La gastronomie casamançaise est portée naturellement par les femmes qui gardent encore jalousement certains secrets. Cependant, deux d’entre elles se sont distinguées par leur contribution à la promotion et la valorisation de ce riche héritage ancestral. 

Noëlla Nioucky : La reine du cajou
Depuis quelques années, Mme Noëlla Niouky se bat pour faire connaître toutes les facettes et utilités du cajou, arbre aux multiples vertus. Dénommée la reine du cajou, Mme Noëlla Niouky a remporté pas moins de quatre prix grâce aux nombreux plats qu’elle a préparés avec le cajou, de l’entrée au dessert en passant par les résistances et les jus.

Trouvée dans son unité de transformation installée en face de l’université Assane Seck de Ziguinchor en cette matinée pluvieuse du mois d’août, Mme Noëlla Niouky est plein dans un grand ménage. Elle reçoit un séminaire de formation sur la transformation de la mangue. Donc il faut remettre les installations à neuf et laver à grande eau les salles de travail. Elle nous propose de prendre rendez-vous pour une séance de dégustation des différentes préparations qu’elle fait avec le cajou. Cette dame, de courte taille, ne tarit pas d’éloges lorsqu’elle parle du cajou. Mme Noëlla Nioucky déplore que ce fruit reste encore sous-exploité dans notre pays. Elle invite les autorités publiques à lui accorder plus d’attention. Selon cette dame, tout est utile avec cet arbre d’origine brésilienne. Elle commence par les feuilles qui ont, pour elle, des vertus thérapeutiques, surtout contre les maux de tête. Vient ensuite l’écorce qui renferme plusieurs secrets médicinaux. Mais les parties qui l’intéressent le plus sont la chair du fruit appelée pomme et les noix. Cette dame très dynamique, exploitant 18 hectares en Casamance, fait avec la pomme de cajou des mets très succulents, avec la chair séchée ou cuite qui prend l’aspect de la viande.

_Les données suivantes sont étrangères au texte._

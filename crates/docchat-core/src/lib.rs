//! DocChat Core - Domain models, traits, and shared types
//!
//! This crate defines the core abstractions used throughout DocChat:
//! - Document and chunk models with per-chunk metadata
//! - Chat message types with a closed role enumeration
//! - Common error types
//! - Traits for the opaque collaborators (LLM, conversation store)
//! - Configuration management

pub mod config;

pub use config::{AppConfig, ConfigError, IndexConfig, LlmConfig, LlmProvider, RagConfig};

use serde::{Deserialize, Serialize};
use std::collections::HashMap;
use thiserror::Error;

// ============================================================================
// Error Types
// ============================================================================

/// Core error types for DocChat operations
#[derive(Error, Debug)]
pub enum DocChatError {
    #[error("Configuration error: {0}")]
    Config(String),

    #[error("Ingestion error: {0}")]
    Ingest(String),

    #[error("{collaborator} error: {message}")]
    Collaborator {
        /// Which external collaborator failed (embedding, llm, store)
        collaborator: String,
        message: String,
    },

    #[error("Embedding dimension mismatch: expected {expected}, got {actual}")]
    DimensionMismatch { expected: usize, actual: usize },

    #[error("Index error: {0}")]
    Index(String),

    #[error("Conversation store error: {0}")]
    Store(String),

    #[error(transparent)]
    Other(#[from] anyhow::Error),
}

impl DocChatError {
    /// Shorthand for a collaborator failure
    pub fn collaborator(which: impl Into<String>, message: impl Into<String>) -> Self {
        Self::Collaborator {
            collaborator: which.into(),
            message: message.into(),
        }
    }
}

pub type Result<T> = std::result::Result<T, DocChatError>;

// ============================================================================
// Document Models
// ============================================================================

/// A source document: raw text plus string metadata.
///
/// Immutable once created. Metadata minimally carries a `source` key
/// identifying where the text came from (e.g. the originating file name).
#[derive(Debug, Clone, Serialize, Deserialize, PartialEq)]
pub struct Document {
    /// Raw text content
    pub text: String,

    /// Arbitrary string metadata
    pub metadata: HashMap<String, String>,
}

impl Document {
    /// Create a document with a `source` metadata entry
    pub fn new(text: impl Into<String>, source: impl Into<String>) -> Self {
        let mut metadata = HashMap::new();
        metadata.insert("source".to_string(), source.into());
        Self {
            text: text.into(),
            metadata,
        }
    }

    /// Add a metadata entry
    pub fn with_metadata(mut self, key: impl Into<String>, value: impl Into<String>) -> Self {
        self.metadata.insert(key.into(), value.into());
        self
    }

    /// The `source` metadata entry, if present
    pub fn source(&self) -> Option<&str> {
        self.metadata.get("source").map(|s| s.as_str())
    }
}

/// A bounded-length piece of a [`Document`], inheriting its metadata.
#[derive(Debug, Clone, Serialize, Deserialize, PartialEq)]
pub struct Chunk {
    /// Text content of the chunk
    pub text: String,

    /// Metadata inherited from the parent document plus chunk-specific keys
    pub metadata: HashMap<String, String>,
}

impl Chunk {
    /// Create a chunk with the given metadata
    pub fn new(text: impl Into<String>, metadata: HashMap<String, String>) -> Self {
        Self {
            text: text.into(),
            metadata,
        }
    }

    /// The `source` metadata entry, if present
    pub fn source(&self) -> Option<&str> {
        self.metadata.get("source").map(|s| s.as_str())
    }
}

/// A retrieved [`Chunk`] paired with its relevance score.
#[derive(Debug, Clone, Serialize, Deserialize)]
pub struct ScoredChunk {
    /// The retrieved chunk
    pub chunk: Chunk,

    /// Cosine similarity against the query embedding; higher is better
    pub score: f32,
}

// ============================================================================
// Chat Types
// ============================================================================

/// Role of a chat message. A closed enumeration, never a free-form string.
#[derive(Debug, Clone, Copy, PartialEq, Eq, Serialize, Deserialize)]
#[serde(rename_all = "lowercase")]
pub enum ChatRole {
    System,
    User,
    Assistant,
}

impl std::fmt::Display for ChatRole {
    fn fmt(&self, f: &mut std::fmt::Formatter<'_>) -> std::fmt::Result {
        match self {
            Self::System => write!(f, "system"),
            Self::User => write!(f, "user"),
            Self::Assistant => write!(f, "assistant"),
        }
    }
}

impl std::str::FromStr for ChatRole {
    type Err = DocChatError;

    fn from_str(s: &str) -> Result<Self> {
        match s {
            "system" => Ok(Self::System),
            "user" => Ok(Self::User),
            "assistant" => Ok(Self::Assistant),
            other => Err(DocChatError::Store(format!("unknown chat role: {other}"))),
        }
    }
}

/// A single message in a conversation
#[derive(Debug, Clone, Serialize, Deserialize, PartialEq)]
pub struct ChatMessage {
    pub role: ChatRole,
    pub content: String,
}

impl ChatMessage {
    pub fn system(content: impl Into<String>) -> Self {
        Self {
            role: ChatRole::System,
            content: content.into(),
        }
    }

    pub fn user(content: impl Into<String>) -> Self {
        Self {
            role: ChatRole::User,
            content: content.into(),
        }
    }

    pub fn assistant(content: impl Into<String>) -> Self {
        Self {
            role: ChatRole::Assistant,
            content: content.into(),
        }
    }
}

/// Sampling parameters passed through to the generation collaborator
#[derive(Debug, Clone, Copy, Serialize, Deserialize)]
pub struct GenerationParams {
    /// Maximum tokens in the completion
    pub max_tokens: u32,

    /// Sampling temperature
    pub temperature: f32,
}

impl Default for GenerationParams {
    fn default() -> Self {
        Self {
            max_tokens: 1024,
            temperature: 1.0,
        }
    }
}

// ============================================================================
// Collaborator Traits
// ============================================================================

/// Trait for chat-completion LLM clients.
///
/// Treated as possibly slow and possibly failing; implementations surface
/// every failure as [`DocChatError::Collaborator`] and never retry.
#[async_trait::async_trait]
pub trait ChatClient: Send + Sync {
    /// Generate a completion for an ordered message sequence
    async fn complete(&self, messages: &[ChatMessage], params: &GenerationParams)
        -> Result<String>;
}

/// Trait for the per-session conversation log.
///
/// Append-only; messages are never mutated or deleted. `read` returns
/// messages oldest-first, matching the order of `append` calls for the
/// session.
#[async_trait::async_trait]
pub trait ConversationStore: Send + Sync {
    /// Append a message to a session's history
    async fn append(&self, session_id: &str, role: ChatRole, text: &str) -> Result<()>;

    /// Read a session's history, oldest-first
    async fn read(&self, session_id: &str) -> Result<Vec<ChatMessage>>;
}

// ============================================================================
// Tests
// ============================================================================

#[cfg(test)]
mod tests {
    use super::*;

    #[test]
    fn test_document_metadata() {
        let doc = Document::new("The sky is blue.", "sky.md").with_metadata("lang", "en");

        assert_eq!(doc.source(), Some("sky.md"));
        assert_eq!(doc.metadata.get("lang").map(|s| s.as_str()), Some("en"));
    }

    #[test]
    fn test_chunk_inherits_metadata() {
        let doc = Document::new("some text", "notes.md");
        let chunk = Chunk::new("some text", doc.metadata.clone());

        assert_eq!(chunk.source(), Some("notes.md"));
    }

    #[test]
    fn test_chat_role_round_trip() {
        for role in [ChatRole::System, ChatRole::User, ChatRole::Assistant] {
            let parsed: ChatRole = role.to_string().parse().unwrap();
            assert_eq!(parsed, role);
        }
        assert!("moderator".parse::<ChatRole>().is_err());
    }

    #[test]
    fn test_generation_params_defaults() {
        let params = GenerationParams::default();
        assert_eq!(params.max_tokens, 1024);
        assert_eq!(params.temperature, 1.0);
    }

    #[test]
    fn test_collaborator_error_message() {
        let err = DocChatError::collaborator("embedding", "connection refused");
        assert_eq!(err.to_string(), "embedding error: connection refused");
    }
}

Invités à une dégustation chez elle, au quartier Grand Yoff, derrière l’aéroport, à la périphérie de Ziguinchor, nous avons eu droit à un menu complet avec une entrée, un plat chaud et un dessert. A l’entrée, l’une des assistantes de Mme Nioucky, Fatou Bintou Fall, une étudiante en troisième année, nous présente une salade à la pomme de cajou accompagnée de crevettes, de tranches de concombres vert et rouge, d’œuf dur décoré de mayonnaise. Après quelques explications, Mlle Fall revient avec quatre petits plats. Elle nous présente deux variétés de sauce, une blanche et une rouge qui accompagne la pâte de pomme de cajou. Le clou, c’est un dessert avec deux versions de gâteaux dénommés pain aux épices et pain au miel qui se digèrent avec un verre de jus de cajou. « C’est dommage, on n’a pas pu vous faire la pizza à l’acajou », se désole-t-elle avant de nous expliquer avoir formé deux filles pour assurer la relève et partager sa passion et son expérience.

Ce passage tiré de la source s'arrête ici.